Anonymous 0 Comments

It’s hard to give an ELI5 answer, because that difference is somewhat the whole point of Keynesian economics. Moreover, “Keynesian” can mean a lot of different things–what Keynes said, the historical Keynesian school, Post-Keynesians, Neo-Keynesians, and I’m probably missing some. And of these, the Neo-Keynesian flavor is the only one somewhat consistently taught in economics programs.

My stab at it: full employment is always “all people who are willing to work at the current market salary have a job”, the difference is whether or not the market gets there on its own.

In classical economics, anyone who wants a job at the current market salary can get one.
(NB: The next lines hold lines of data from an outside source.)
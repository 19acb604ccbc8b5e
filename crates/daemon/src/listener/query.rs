// SPDX-License-Identifier: BUSL-1.1
// Copyright (c) 2026 Alfred Jean LLC

//! Query dispatch table of the introspection service.

use std::collections::HashMap;

use futures_util::future::{join, join_all, BoxFuture};
use indexmap::IndexSet;
use serde_json::{Map, Value};
use tracing::debug;

use super::handlers;
use crate::adapters::Collaborators;

/// Produces the value of one query from the collaborators.
pub type Handler = for<'a> fn(&'a Collaborators) -> BoxFuture<'a, Value>;

/// Picks a sub-key out of an aggregate handler's value.
pub type Extract = fn(&Value, &str) -> Value;

/// How a registered name is answered.
#[derive(Clone, Copy)]
pub enum QueryHandler {
    /// The name itself is the query.
    Exact(Handler),
    /// The name is a prefix; `<prefix><key>` answers `extract(aggregate, key)`.
    /// The aggregate runs at most once per request.
    Prefixed { aggregate: Handler, extract: Extract },
}

enum Lookup<'a> {
    Exact(Handler),
    Projected { prefix: &'a str, aggregate: Handler, extract: Extract, key: &'a str },
    Unknown,
}

/// Query names and prefixes, bound to the collaborators they read from.
pub struct QueryTable {
    handlers: HashMap<String, QueryHandler>,
    /// Registered prefixes, longest first
    prefixes: Vec<String>,
    collaborators: Collaborators,
}

impl QueryTable {
    /// An empty table; every name resolves to the empty string.
    pub fn new(collaborators: Collaborators) -> Self {
        Self { handlers: HashMap::new(), prefixes: Vec::new(), collaborators }
    }

    /// The built-in queries: `stats` (and `stats_<key>`), `slots`, `jobcount`,
    /// `jobs`, `job_assignments` and `directory`.
    pub fn builtin(collaborators: Collaborators) -> Self {
        let mut table = Self::new(collaborators);
        table.insert("stats", QueryHandler::Exact(handlers::stats));
        table.insert(
            "stats_",
            QueryHandler::Prefixed { aggregate: handlers::stats, extract: handlers::project },
        );
        table.insert("slots", QueryHandler::Exact(handlers::slots));
        table.insert("jobcount", QueryHandler::Exact(handlers::jobcount));
        table.insert("jobs", QueryHandler::Exact(handlers::jobs));
        table.insert("job_assignments", QueryHandler::Exact(handlers::job_assignments));
        table.insert("directory", QueryHandler::Exact(handlers::directory));
        table
    }

    /// Register `name`, replacing any previous handler for it.
    pub fn insert(&mut self, name: impl Into<String>, handler: QueryHandler) {
        let name = name.into();
        if let QueryHandler::Prefixed { .. } = handler {
            if !self.prefixes.contains(&name) {
                self.prefixes.push(name.clone());
                self.prefixes.sort_by_key(|p| std::cmp::Reverse(p.len()));
            }
        } else {
            self.prefixes.retain(|p| p != &name);
        }
        self.handlers.insert(name, handler);
    }

    fn lookup<'a>(&'a self, name: &'a str) -> Lookup<'a> {
        if let Some(QueryHandler::Exact(handler)) = self.handlers.get(name) {
            return Lookup::Exact(*handler);
        }
        for prefix in &self.prefixes {
            let Some(key) = name.strip_prefix(prefix.as_str()).filter(|k| !k.is_empty()) else {
                continue;
            };
            if let Some(QueryHandler::Prefixed { aggregate, extract }) = self.handlers.get(prefix) {
                return Lookup::Projected { prefix, aggregate: *aggregate, extract: *extract, key };
            }
        }
        Lookup::Unknown
    }

    /// Resolve every name concurrently and collect the answers, keyed by
    /// name. Unknown names answer the empty string.
    pub async fn resolve(&self, names: &[String]) -> Map<String, Value> {
        let lookups: Vec<Lookup<'_>> = names.iter().map(|n| self.lookup(n)).collect();

        let exact = join_all(lookups.iter().enumerate().filter_map(|(i, lookup)| match lookup {
            Lookup::Exact(handler) => {
                let handler = *handler;
                Some(async move { (i, handler(&self.collaborators).await) })
            }
            _ => None,
        }));

        let mut aggregates_needed: IndexSet<&str> = IndexSet::new();
        let mut aggregate_handlers = Vec::new();
        for lookup in &lookups {
            if let Lookup::Projected { prefix, aggregate, .. } = lookup {
                if aggregates_needed.insert(*prefix) {
                    aggregate_handlers.push((*prefix, *aggregate));
                }
            }
        }
        let aggregates = join_all(aggregate_handlers.into_iter().map(|(prefix, aggregate)| async move {
            (prefix, aggregate(&self.collaborators).await)
        }));

        let (exact, aggregates) = join(exact, aggregates).await;
        let mut exact: HashMap<usize, Value> = exact.into_iter().collect();
        let aggregates: HashMap<&str, Value> = aggregates.into_iter().collect();

        let mut results = Map::new();
        for (i, (name, lookup)) in names.iter().zip(&lookups).enumerate() {
            let value = match lookup {
                Lookup::Exact(_) => exact.remove(&i).unwrap_or_else(handlers::empty),
                Lookup::Projected { prefix, extract, key, .. } => match aggregates.get(prefix) {
                    Some(aggregate) => extract(aggregate, *key),
                    None => handlers::empty(),
                },
                Lookup::Unknown => {
                    debug!(query = %name, "unknown query");
                    handlers::empty()
                }
            };
            results.insert(name.clone(), value);
        }
        results
    }
}

#[cfg(test)]
#[path = "query_tests.rs"]
mod tests;
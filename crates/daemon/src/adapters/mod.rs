// SPDX-License-Identifier: BUSL-1.1
// Copyright (c) 2026 Alfred Jean LLC

//! Narrow interfaces to the subsystems the introspection service reports on.
//!
//! Each call may suspend and may fail on its own; a failure only affects the
//! query that made it.

use std::sync::Arc;

use async_trait::async_trait;
use ctl_core::{DirectoryReport, JobHistogram, SlotStatus, WorkerLoad};
use serde_json::{Map, Value};
use thiserror::Error;

#[cfg(any(test, feature = "test-support"))]
mod fake;
#[cfg(any(test, feature = "test-support"))]
pub use fake::{FakeDirectory, FakeJobQueue, FakeLoadLimiter, FakeStats, FakeWorkerPool};

/// Errors from collaborator calls
#[derive(Debug, Clone, Error)]
pub enum AdapterError {
    #[error("{0} is unavailable")]
    Unavailable(&'static str),

    #[error("{0}")]
    Failed(String),
}

/// Request/logging statistics (the access log).
#[async_trait]
pub trait StatsSource: Send + Sync + 'static {
    /// Statistics object; each top-level key is queryable as `stats_<key>`.
    async fn stats(&self) -> Result<Map<String, Value>, AdapterError>;
}

/// The master process's connection limiter.
#[async_trait]
pub trait LoadLimiter: Send + Sync + 'static {
    async fn slots(&self) -> Vec<SlotStatus>;

    async fn overloaded(&self) -> bool;
}

/// An open job-store transaction. Dropping it without committing abandons it.
#[async_trait]
pub trait Transaction: Send {
    async fn commit(self: Box<Self>) -> Result<(), AdapterError>;
}

/// The persistent job queue.
#[async_trait]
pub trait JobQueue: Send + Sync + 'static {
    async fn number_of_work_types(&self) -> Result<u64, AdapterError>;

    async fn new_transaction(&self) -> Result<Box<dyn Transaction>, AdapterError>;

    /// Per-work-type counters, read inside `tx`.
    async fn histogram(&self, tx: &mut dyn Transaction) -> Result<JobHistogram, AdapterError>;
}

/// The pool of workers jobs are assigned to.
#[async_trait]
pub trait WorkerPool: Send + Sync + 'static {
    async fn each_worker_load(&self) -> Result<Vec<WorkerLoad>, AdapterError>;

    /// Aggregate load, in percent of pool capacity
    async fn load_level(&self) -> Result<u64, AdapterError>;
}

/// The directory (identity) service.
#[async_trait]
pub trait DirectoryService: Send + Sync + 'static {
    async fn directory_stats(&self) -> Result<DirectoryReport, AdapterError>;
}

/// Every collaborator the introspection service may consult. Absent ones
/// answer with their documented defaults.
#[derive(Clone, Default)]
pub struct Collaborators {
    pub stats: Option<Arc<dyn StatsSource>>,
    pub limiter: Option<Arc<dyn LoadLimiter>>,
    pub queue: Option<Arc<dyn JobQueue>>,
    pub pool: Option<Arc<dyn WorkerPool>>,
    pub directory: Option<Arc<dyn DirectoryService>>,
}

impl Collaborators {
    pub fn new() -> Self {
        Self::default()
    }

    pub fn with_stats(mut self, stats: Arc<dyn StatsSource>) -> Self {
        self.stats = Some(stats);
        self
    }

    pub fn with_limiter(mut self, limiter: Arc<dyn LoadLimiter>) -> Self {
        self.limiter = Some(limiter);
        self
    }

    pub fn with_queue(mut self, queue: Arc<dyn JobQueue>) -> Self {
        self.queue = Some(queue);
        self
    }

    pub fn with_pool(mut self, pool: Arc<dyn WorkerPool>) -> Self {
        self.pool = Some(pool);
        self
    }

    pub fn with_directory(mut self, directory: Arc<dyn DirectoryService>) -> Self {
        self.directory = Some(directory);
        self
    }
}
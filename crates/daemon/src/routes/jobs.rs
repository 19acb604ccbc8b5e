// SPDX-License-Identifier: BUSL-1.1
// Copyright (c) 2026 Alfred Jean LLC

//! Job scheduling control.
//!
//! Children report job transitions as boxes carrying `command` (one of
//! [`JobCommand`]), `work_type` and, where relevant, `weight` and `seconds`.
//! Every box is answered with `ok` or `error`.

use std::str::FromStr;
use std::sync::Arc;

use async_trait::async_trait;
use ctl_mux::{ConnectionInfo, Disconnect, DispatchingSender, Session, SessionFactory};
use ctl_wire::FieldBox;
use tracing::{debug, warn};

use super::{parsed, parsed_or, required, RouteError};
use crate::ledger::{JobEvent, JobLedger};

#[derive(Debug, Clone, Copy, PartialEq, Eq)]
pub enum JobCommand {
    Enqueued,
    Assigned,
    Completed,
    Failed,
    Late,
}

ctl_core::simple_display! {
    JobCommand {
        Enqueued => "enqueued",
        Assigned => "assigned",
        Completed => "completed",
        Failed => "failed",
        Late => "late",
    }
}

impl FromStr for JobCommand {
    type Err = RouteError;

    fn from_str(s: &str) -> Result<Self, Self::Err> {
        match s {
            "enqueued" => Ok(JobCommand::Enqueued),
            "assigned" => Ok(JobCommand::Assigned),
            "completed" => Ok(JobCommand::Completed),
            "failed" => Ok(JobCommand::Failed),
            "late" => Ok(JobCommand::Late),
            other => Err(RouteError::UnknownCommand(other.to_string())),
        }
    }
}

/// Largest load one job may add to a worker
pub const MAX_WEIGHT: u64 = 1_000_000;

fn weight(b: &FieldBox) -> Result<u64, RouteError> {
    let weight = parsed_or(b, "weight", 1)?;
    if weight > MAX_WEIGHT {
        return Err(RouteError::InvalidField { field: "weight", value: weight.to_string() });
    }
    Ok(weight)
}

/// Parse a job box into its work type and event.
pub(super) fn parse(b: &FieldBox) -> Result<(String, JobEvent), RouteError> {
    let command: JobCommand = required(b, "command")?.parse()?;
    let work_type = required(b, "work_type")?;
    if work_type.is_empty() {
        return Err(RouteError::InvalidField { field: "work_type", value: String::new() });
    }
    let event = match command {
        JobCommand::Enqueued => JobEvent::Enqueued,
        JobCommand::Assigned => JobEvent::Assigned { weight: weight(b)? },
        JobCommand::Completed => JobEvent::Completed {
            weight: weight(b)?,
            seconds: parsed(b, "seconds")?,
        },
        JobCommand::Failed => JobEvent::Failed { weight: weight(b)? },
        JobCommand::Late => JobEvent::Late,
    };
    Ok((work_type.to_string(), event))
}

/// Builds one [`JobsSession`] per control connection; each connection is one
/// worker in the ledger.
pub struct JobsRoute {
    ledger: Arc<JobLedger>,
}

impl JobsRoute {
    pub fn new(ledger: Arc<JobLedger>) -> Self {
        Self { ledger }
    }
}

#[async_trait]
impl SessionFactory for JobsRoute {
    fn build(&self, conn: &ConnectionInfo) -> Box<dyn Session> {
        Box::new(JobsSession { ledger: Arc::clone(&self.ledger), worker: conn.id, sender: None })
    }
}

struct JobsSession {
    ledger: Arc<JobLedger>,
    worker: u64,
    sender: Option<DispatchingSender>,
}

impl JobsSession {
    fn reply(&self, b: FieldBox) {
        if let Some(sender) = &self.sender {
            if let Err(e) = sender.send(&b) {
                debug!(worker = self.worker, error = %e, "dropping job reply");
            }
        }
    }
}

#[async_trait]
impl Session for JobsSession {
    async fn started(&mut self, sender: DispatchingSender) {
        self.ledger.register_worker(self.worker);
        self.sender = Some(sender);
    }

    async fn box_received(&mut self, b: FieldBox) {
        match parse(&b) {
            Ok((work_type, event)) => {
                debug!(worker = self.worker, %work_type, ?event, "job event");
                self.ledger.record(self.worker, &work_type, event);
                self.reply(FieldBox::new().with("ok", "1"));
            }
            Err(e) => {
                warn!(worker = self.worker, error = %e, "rejected job command");
                self.reply(FieldBox::new().with("error", e.to_string()));
            }
        }
    }

    async fn stopped(&mut self, reason: &Disconnect) {
        debug!(worker = self.worker, %reason, "worker gone");
        self.ledger.release_worker(self.worker);
        self.sender = None;
    }
}

#[cfg(test)]
#[path = "jobs_tests.rs"]
mod tests;
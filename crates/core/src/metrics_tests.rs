// SPDX-License-Identifier: BUSL-1.1
// Copyright (c) 2026 Alfred Jean LLC

use serde_json::json;

use super::*;

#[test]
fn worker_load_serializes_as_triple() {
    let value = serde_json::to_value(WorkerLoad(2, 40, 17)).unwrap();
    assert_eq!(value, json!([2, 40, 17]));
}

#[test]
fn job_assignments_totals_sum_workers() {
    let assignments = JobAssignments {
        workers: vec![WorkerLoad(1, 10, 5), WorkerLoad(3, 30, 7)],
        level: 20,
    };
    assert_eq!(assignments.total_assigned(), 4);
    assert_eq!(assignments.total_completed(), 12);
}

#[test]
fn job_assignments_decodes_wire_shape() {
    let decoded: JobAssignments =
        serde_json::from_value(json!({"workers": [[0, 0, 3]], "level": 5})).unwrap();
    assert_eq!(decoded.workers, vec![WorkerLoad(0, 0, 3)]);
    assert_eq!(decoded.level, 5);
}

#[test]
fn directory_call_serializes_as_pair() {
    let value = serde_json::to_value(DirectoryCall(4, 0.5)).unwrap();
    assert_eq!(value, json!([4, 0.5]));
}

#[yare::parameterized(
    none_completed = { 0, 3.0, 0.0 },
    one_second_each = { 2, 2.0, 1000.0 },
    fractional = { 4, 0.1, 25.0 },
)]
fn work_type_average_ms(completed: u64, time: f64, expected: f64) {
    let counts = WorkTypeCounts { completed, time, ..Default::default() };
    assert!((counts.average_ms() - expected).abs() < 1e-9);
}

#[test]
fn slots_report_default_is_empty_and_not_overloaded() {
    let value = serde_json::to_value(SlotsReport::default()).unwrap();
    assert_eq!(value, json!({"slots": [], "overloaded": false}));
}

#[test]
fn stats_report_uses_access_log_keys() {
    let mut report = StatsReport::default();
    report.one_minute.requests = 3;
    report.one_minute.method.insert("PROPFIND".into(), 3);
    report.system.start_time = 100.0;

    let value = serde_json::to_value(&report).unwrap();
    assert_eq!(value["1m"]["requests"], json!(3));
    assert_eq!(value["1m"]["method"]["PROPFIND"], json!(3));
    assert_eq!(value["1h"]["T-MAX"], json!(0.0));
    assert_eq!(value["system"]["start time"], json!(100.0));
    assert!(value.get("current").is_some());
}

#[test]
fn stats_report_tolerates_missing_windows() {
    let report: StatsReport = serde_json::from_value(json!({"5m": {"requests": 9}})).unwrap();
    assert_eq!(report.five_minutes.requests, 9);
    assert_eq!(report.current, RequestWindow::default());
}

#[test]
fn merging_windows_sums_counts_and_keeps_maxima() {
    let mut a = RequestWindow { requests: 1, total_ms: 10.0, max_ms: 10.0, ..Default::default() };
    a.method.insert("GET".into(), 1);
    let mut b = RequestWindow {
        requests: 2,
        total_ms: 5.0,
        max_ms: 4.0,
        max_slots: 3,
        ..Default::default()
    };
    b.method.insert("GET".into(), 1);
    b.method.insert("PUT".into(), 1);

    a.merge(&b);
    assert_eq!(a.requests, 3);
    assert_eq!(a.total_ms, 15.0);
    assert_eq!(a.max_ms, 10.0);
    assert_eq!(a.max_slots, 3);
    assert_eq!(a.method.get("GET"), Some(&2));
    assert_eq!(a.method.get("PUT"), Some(&1));
}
If anyone doesn’t have a job, it’s because they don’t want to work at the current market salary (i.e. they are voluntarily unemployed).

Keynes went “dude, just take a look out there, people can’t find jobs and that’s not because they’re too greedy or lazy”. His theory is that demand drives the economy and therefore full employment often requires that the government boosts the demand; otherwise, you have involuntary unemployment.

Anonymous 0 Comments

In classical economics full employment is a long run equilibrium between supply and demand and is basically independent of policy.
Keynesian full employment is the level of employment where additional demand side measure (ie the government buying stuff) will drive up prices but not employ more people.
Policy wise this is important: Keynes says that the government has a role pushing the economy to full employment, classical theory does not.

Anonymous 0 Comments

I’ll also throw “structural un-employment” which is primarily made up of the time required for job seekers get aligned optimally with jobs. Could be the job search process, could be moving for a better job, could be required gaps between jobs (like garden leave).

Anonymous 0 Comments

In classical full employment, everyone has a job. In Keynesian full employment, everyone who wants a job has a job. If someone is moving from a Walmart stocker to spaceX engineer, it’s probably a good thing that they were unemployed for a month.